Vents contraires du côté des énergies renouvelables : si la France voit un léger redressement avec l’adoption de 4 mesures de soutien publiques, la Hongrie bloque le développement de l’éolien, et l’Inde investit massivement dans le solaire.

Entreprises et climat, avec la remise par un groupe d’expert-e-s internationaux de “11 recommandations pour construire un cadre global de reporting sur les risques climat pour les entreprises”, tandis que le cabinet Carbone 4 a élaboré une comparaison des différentes obligations de reporting carbone à travers le monde, et rappelle que le reporting est utile mais qu’il doit être suivi de réelles mesures !

Dans d’autres registres, Bill Gates a levé 1 milliard de dollars pour la recherche technologique sur les énergies “propres”, tandis qu’Antonin Potter a récemment publié un livre intitulé “Comment les économistes réchauffent la planète“.

– Des mobilisations climatiques qui continuent, notamment avec la victoire des Sioux de Standing Rock face au projet d’oléoduc qui menaçait leurs terres, malgré la répression, tandis que des communautés et écologistes canadiens préparent eux aussi une lutte contre de nouveaux projets d’oléoducs canadiens.
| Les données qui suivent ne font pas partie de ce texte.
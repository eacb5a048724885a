use core::mem::MaybeUninit;
use embassy_usb::{
    control::{InResponse, OutResponse, Recipient, Request, RequestType},
    driver::Driver,
    types::InterfaceNumber,
    Builder, Config, Handler,
};

use crate::hid::HidWriter;

// HID
const HID_CLASS: u8 = 3;
const HID_DESC_DESCTYPE_HID: u8 = 0x21;
const HID_DESC_DESCTYPE_HID_REPORT: u8 = 0x22;
const HID_DESC_SPEC_1_11: [u8; 2] = [0x11, 0x01];
const HID_DESC_COUNTRY_UNSPEC: u8 = 0x00;

const HID_REQ_SET_IDLE: u8 = 0x0a;
const HID_REQ_GET_IDLE: u8 = 0x02;
const HID_REQ_GET_PROTOCOL: u8 = 0x03;
const HID_REQ_SET_PROTOCOL: u8 = 0x0b;

pub const KEYBOARD_REPORT_ID: u8 = 1;
pub const MOUSE_REPORT_ID: u8 = 2;
pub const CONSUMER_REPORT_ID: u8 = 3;

/// Largest input report including its id byte (the keyboard report).
pub const MAX_REPORT_LEN: usize = 9;

#[rustfmt::skip]
pub const TRACKBALL_REPORT_DESC: [u8; 49 + 75 + 25] = [
    // KEYBOARD_DESC [u8; 49]
    0x05, 0x01, // (GLOBAL) USAGE_PAGE         0x0001 Generic Desktop Page
    0x09, 0x06, // (LOCAL)  USAGE              0x00010006 Keyboard (Application Collection)
    0xA1, 0x01, // (MAIN)   COLLECTION         0x01 Application
    0x85, 0x01, //   (GLOBAL) REPORT_ID          0x01 (1)
    0x05, 0x07, //   (GLOBAL) USAGE_PAGE         0x0007 Keyboard/Keypad Page
    0x19, 0xE0, //   (LOCAL)  USAGE_MINIMUM      0x000700E0 Keyboard LeftControl
    0x29, 0xE7, //   (LOCAL)  USAGE_MAXIMUM      0x000700E7 Keyboard Right GUI
    0x15, 0x00, //   (GLOBAL) LOGICAL_MINIMUM    0x00 (0)
    0x25, 0x01, //   (GLOBAL) LOGICAL_MAXIMUM    0x01 (1)
    0x95, 0x08, //   (GLOBAL) REPORT_COUNT       0x08 (8) Number of fields
    0x75, 0x01, //   (GLOBAL) REPORT_SIZE        0x01 (1) Number of bits per field
    0x81, 0x02, //   (MAIN)   INPUT              0x00000002 (8 fields x 1 bit) Data Variable Absolute
    0x95, 0x01, //   (GLOBAL) REPORT_COUNT       0x01 (1) Number of fields
    0x75, 0x08, //   (GLOBAL) REPORT_SIZE        0x08 (8) Number of bits per field
    0x81, 0x01, //   (MAIN)   INPUT              0x00000001 (1 field x 8 bits) Constant (reserved)
    0x95, 0x06, //   (GLOBAL) REPORT_COUNT       0x06 (6) Number of fields
    0x75, 0x08, //   (GLOBAL) REPORT_SIZE        0x08 (8) Number of bits per field
    0x15, 0x00, //   (GLOBAL) LOGICAL_MINIMUM    0x00 (0)
    0x26, 0xFF, 0x00, // (GLOBAL) LOGICAL_MAXIMUM 0x00FF (255)
    0x05, 0x07, //   (GLOBAL) USAGE_PAGE         0x0007 Keyboard/Keypad Page
    0x19, 0x00, //   (LOCAL)  USAGE_MINIMUM      0x00070000 Keyboard No event indicated
    0x2A, 0xFF, 0x00, // (LOCAL) USAGE_MAXIMUM   0x000700FF
    0x81, 0x00, //   (MAIN)   INPUT              0x00000000 (6 fields x 8 bits) Data Array Absolute
    0xC0,       // (MAIN)   END_COLLECTION     Application

    // MOUSE_DESC  [u8; 75]
    0x05, 0x01, // (GLOBAL) USAGE_PAGE         0x0001 Generic Desktop Page
    0x09, 0x02, // (LOCAL)  USAGE              0x00010002 Mouse (Application Collection)
    0xA1, 0x01, // (MAIN)   COLLECTION         0x01 Application
    0x85, 0x02, //   (GLOBAL) REPORT_ID          0x02 (2)
    0x09, 0x01, //   (LOCAL)  USAGE              0x00010001 Pointer (Physical Collection)
    0xA1, 0x00, //   (MAIN)   COLLECTION         0x00 Physical
    0x05, 0x09, //     (GLOBAL) USAGE_PAGE         0x0009 Button Page
    0x19, 0x01, //     (LOCAL)  USAGE_MINIMUM      0x00090001 Button 1
    0x29, 0x08, //     (LOCAL)  USAGE_MAXIMUM      0x00090008 Button 8
    0x15, 0x00, //     (GLOBAL) LOGICAL_MINIMUM    0x00 (0)
    0x25, 0x01, //     (GLOBAL) LOGICAL_MAXIMUM    0x01 (1)
    0x95, 0x08, //     (GLOBAL) REPORT_COUNT       0x08 (8) Number of fields
    0x75, 0x01, //     (GLOBAL) REPORT_SIZE        0x01 (1) Number of bits per field
    0x81, 0x02, //     (MAIN)   INPUT              0x00000002 (8 fields x 1 bit) Data Variable Absolute
    0x05, 0x01, //     (GLOBAL) USAGE_PAGE         0x0001 Generic Desktop Page
    0x09, 0x30, //     (LOCAL)  USAGE              0x00010030 X (Dynamic Value)
    0x09, 0x31, //     (LOCAL)  USAGE              0x00010031 Y (Dynamic Value)
    0x16, 0x01, 0x80, // (GLOBAL) LOGICAL_MINIMUM  0x8001 (-32767)
    0x26, 0xFF, 0x7F, // (GLOBAL) LOGICAL_MAXIMUM  0x7FFF (32767)
    0x95, 0x02, //     (GLOBAL) REPORT_COUNT       0x02 (2) Number of fields
    0x75, 0x10, //     (GLOBAL) REPORT_SIZE        0x10 (16) Number of bits per field
    0x81, 0x06, //     (MAIN)   INPUT              0x00000006 (2 fields x 16 bits) Data Variable Relative
    0x09, 0x38, //     (LOCAL)  USAGE              0x00010038 Wheel (Dynamic Value)
    0x15, 0x81, //     (GLOBAL) LOGICAL_MINIMUM    0x81 (-127)
    0x25, 0x7F, //     (GLOBAL) LOGICAL_MAXIMUM    0x7F (127)
    0x95, 0x01, //     (GLOBAL) REPORT_COUNT       0x01 (1) Number of fields
    0x75, 0x08, //     (GLOBAL) REPORT_SIZE        0x08 (8) Number of bits per field
    0x81, 0x06, //     (MAIN)   INPUT              0x00000006 (1 field x 8 bits) Data Variable Relative
    0x05, 0x0C, //     (GLOBAL) USAGE_PAGE         0x000C Consumer Page
    0x0A, 0x38, 0x02, // (LOCAL) USAGE             0x000C0238 AC Pan (Linear Control)
    0x15, 0x81, //     (GLOBAL) LOGICAL_MINIMUM    0x81 (-127)
    0x25, 0x7F, //     (GLOBAL) LOGICAL_MAXIMUM    0x7F (127)
    0x95, 0x01, //     (GLOBAL) REPORT_COUNT       0x01 (1) Number of fields
    0x75, 0x08, //     (GLOBAL) REPORT_SIZE        0x08 (8) Number of bits per field
    0x81, 0x06, //     (MAIN)   INPUT              0x00000006 (1 field x 8 bits) Data Variable Relative
    0xC0,       //   (MAIN)   END_COLLECTION     Physical
    0xC0,       // (MAIN)   END_COLLECTION     Application

    // CONSUMER_CTL_DESC: [u8; 25]
    0x05, 0x0C, // (GLOBAL) USAGE_PAGE         0x000C Consumer Page
    0x09, 0x01, // (LOCAL)  USAGE              0x000C0001 Consumer Control (Application Collection)
    0xA1, 0x01, // (MAIN)   COLLECTION         0x01 Application
    0x85, 0x03, //   (GLOBAL) REPORT_ID          0x03 (3)
    0x19, 0x01, //   (LOCAL)  USAGE_MINIMUM      0x000C0001 Consumer Control
    0x2A, 0xA0, 0x02, // (LOCAL) USAGE_MAXIMUM   0x000C02A0 AC Soft Key Left
    0x15, 0x01, //   (GLOBAL) LOGICAL_MINIMUM    0x01 (1)
    0x26, 0xA0, 0x02, // (GLOBAL) LOGICAL_MAXIMUM 0x02A0 (672)
    0x95, 0x01, //   (GLOBAL) REPORT_COUNT       0x01 (1) Number of fields
    0x75, 0x10, //   (GLOBAL) REPORT_SIZE        0x10 (16) Number of bits per field
    0x81, 0x00, //   (MAIN)   INPUT              0x00000000 (1 field x 16 bits) Data Array Absolute
    0xC0,       // (MAIN)   END_COLLECTION     Application
];

/// Internal state for USB HID.
pub struct State<'d> {
    control: MaybeUninit<Control<'d>>,
}
impl Default for State<'_> {
    fn default() -> Self {
        Self::new()
    }
}
impl State<'_> {
    /// Create a new `State`.
    pub const fn new() -> Self {
        State {
            control: MaybeUninit::uninit(),
        }
    }
}

const CONFIG_SIZE: usize = 64;
const BOS_SIZE: usize = 32;
const MSOS_SIZE: usize = 0;
const CONTROL_SIZE: usize = 256;

pub struct UsbBuffers {
    config_descriptor_buf: [u8; CONFIG_SIZE],
    bos_descriptor_buf: [u8; BOS_SIZE],
    msos_descriptor_buf: [u8; MSOS_SIZE],
    control_buf: [u8; CONTROL_SIZE],
}

impl Default for UsbBuffers {
    fn default() -> Self {
        Self {
            config_descriptor_buf: [0; CONFIG_SIZE],
            bos_descriptor_buf: [0; BOS_SIZE],
            msos_descriptor_buf: [0; MSOS_SIZE],
            control_buf: [0; CONTROL_SIZE],
        }
    }
}

pub struct Configurator<'d> {
    device_config: Option<Config<'d>>,
    max_packet_size: u16,
    poll_ms: u8,
}

impl<'d> Configurator<'d> {
    pub fn new(device_config: Config<'d>) -> Self {
        Self {
            max_packet_size: device_config.max_packet_size_0 as u16,
            device_config: Some(device_config),
            poll_ms: 1,
        }
    }

    /// The builder can only be created once.
    pub fn usb_builder<D: Driver<'d>>(
        &mut self,
        driver: D,
        buffers: &'d mut UsbBuffers,
    ) -> Option<Builder<'d, D>> {
        self.device_config.take().map(|device_config| {
            Builder::new(
                driver,
                device_config,
                &mut buffers.config_descriptor_buf,
                &mut buffers.bos_descriptor_buf,
                &mut buffers.msos_descriptor_buf,
                &mut buffers.control_buf,
            )
        })
    }

    /// Add a HID interface (no boot subclass) with one interrupt IN endpoint.
    pub fn add_iface<D: Driver<'d>, const WRITE_N: usize>(
        &self,
        builder: &mut Builder<'d, D>,
        descriptor: &'static [u8],
        state: &'d mut State<'d>,
    ) -> HidWriter<D::EndpointIn, WRITE_N> {
        let mut func = builder.function(HID_CLASS, 0, 0);
        let mut iface = func.interface();
        let if_num = iface.interface_number();
        let mut alt = iface.alt_setting(HID_CLASS, 0, 0, None);

        let control = Control::new(if_num, descriptor);
        alt.descriptor(HID_DESC_DESCTYPE_HID, &control.hid_descriptor[2..]);

        let ep_in = alt.endpoint_interrupt_in(self.max_packet_size, self.poll_ms);

        drop(func);

        let control = state.control.write(control);
        builder.handler(control);
        HidWriter::new(ep_in)
    }
}

struct Control<'d> {
    if_num: InterfaceNumber,
    report_descriptor: &'d [u8],
    hid_descriptor: [u8; 9],
    /// SET_IDLE duration in 4ms units; 0 means only report on change.
    idle: u8,
}
impl<'d> Control<'d> {
    fn new(if_num: InterfaceNumber, report_descriptor: &'d [u8]) -> Self {
        Control {
            if_num,
            report_descriptor,
            hid_descriptor: [
                9,                                           // Length of buf inclusive of size prefix
                HID_DESC_DESCTYPE_HID,                       // Descriptor type
                HID_DESC_SPEC_1_11[0],                       // HID Class spec version
                HID_DESC_SPEC_1_11[1],                       //
                HID_DESC_COUNTRY_UNSPEC,                     // Country code not supported
                1,                                           // Number of following descriptors
                HID_DESC_DESCTYPE_HID_REPORT, // We have a HID report descriptor the host should read
                (report_descriptor.len() & 0xFF) as u8, // HID report descriptor size,
                (report_descriptor.len() >> 8 & 0xFF) as u8, //
            ],
            idle: 0,
        }
    }
}
impl Handler for Control<'_> {
    fn reset(&mut self) {
        self.idle = 0;
    }

    fn control_out(&mut self, req: Request, _data: &[u8]) -> Option<OutResponse> {
        if (req.request_type, req.recipient, req.index)
            != (
                RequestType::Class,
                Recipient::Interface,
                self.if_num.0 as u16,
            )
        {
            return None;
        }

        match req.request {
            HID_REQ_SET_IDLE => {
                self.idle = (req.value >> 8) as u8;
                Some(OutResponse::Accepted)
            }
            HID_REQ_SET_PROTOCOL => {
                if req.value == 1 {
                    Some(OutResponse::Accepted)
                } else {
                    crate::warn!("HID Boot Protocol is unsupported.");
                    Some(OutResponse::Rejected)
                }
            }
            _ => Some(OutResponse::Rejected),
        }
    }

    fn control_in<'a>(&'a mut self, req: Request, buf: &'a mut [u8]) -> Option<InResponse<'a>> {
        if req.index != self.if_num.0 as u16 {
            return None;
        }

        match (req.request_type, req.recipient) {
            (RequestType::Standard, Recipient::Interface) => match req.request {
                Request::GET_DESCRIPTOR => match (req.value >> 8) as u8 {
                    HID_DESC_DESCTYPE_HID_REPORT => {
                        Some(InResponse::Accepted(self.report_descriptor))
                    }
                    HID_DESC_DESCTYPE_HID => Some(InResponse::Accepted(&self.hid_descriptor)),
                    _ => Some(InResponse::Rejected),
                },

                _ => Some(InResponse::Rejected),
            },
            (RequestType::Class, Recipient::Interface) => match req.request {
                HID_REQ_GET_IDLE if !buf.is_empty() => {
                    buf[0] = self.idle;
                    Some(InResponse::Accepted(&buf[0..1]))
                }
                HID_REQ_GET_PROTOCOL if !buf.is_empty() => {
                    // Report protocol only
                    buf[0] = 1;
                    Some(InResponse::Accepted(&buf[0..1]))
                }
                _ => Some(InResponse::Rejected),
            },
            _ => None,
        }
    }
}

#[cfg(test)]
#[path = "usb_test.rs"]
mod test;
En France, la campagne des faucheurs de chaises contre l’évasion fiscale et pour que l’argent perdu serve à l’action climatique bat son plein, avec de nombreuses actions à travers le pays.

Côté logement, Bastamag revient sur l’absurdité climatique qu’est la tradition française du chauffage électrique, sur ses impacts, ses coûts, et l’importance de la rénovation pour changer de modèle de chauffage.

– Côté agriculture et alimentation, festival d’idées pour évoluer vers des pratiques plus respectueuses du climat ! Si la BD Planetman ne vous a pas convaincu, un rapport du Réseau Action Climat revient sur le rôle vertueux de l’agriculture biologique. Si ça ne marche toujours pas, dites le avec Arnold Schwarzenegger, ou relevez le fait que les fish & chips pourraient bien disparaître à cause du dérèglement climatique…

Un point biodiversité, avec un premier bilan de la Convention sur la Diversité Biologique (COP 13) par Humanité et biodiversité qui relève plusieurs réelles avancées.

Du côté du Fonds vert pour le climat, 8 nouveaux projets représentant 315 millions de dollars ont été approuvés, portant à 1,3 milliards de dollars ses financements pour 2016, loin de l’objectif de 2,5 milliards.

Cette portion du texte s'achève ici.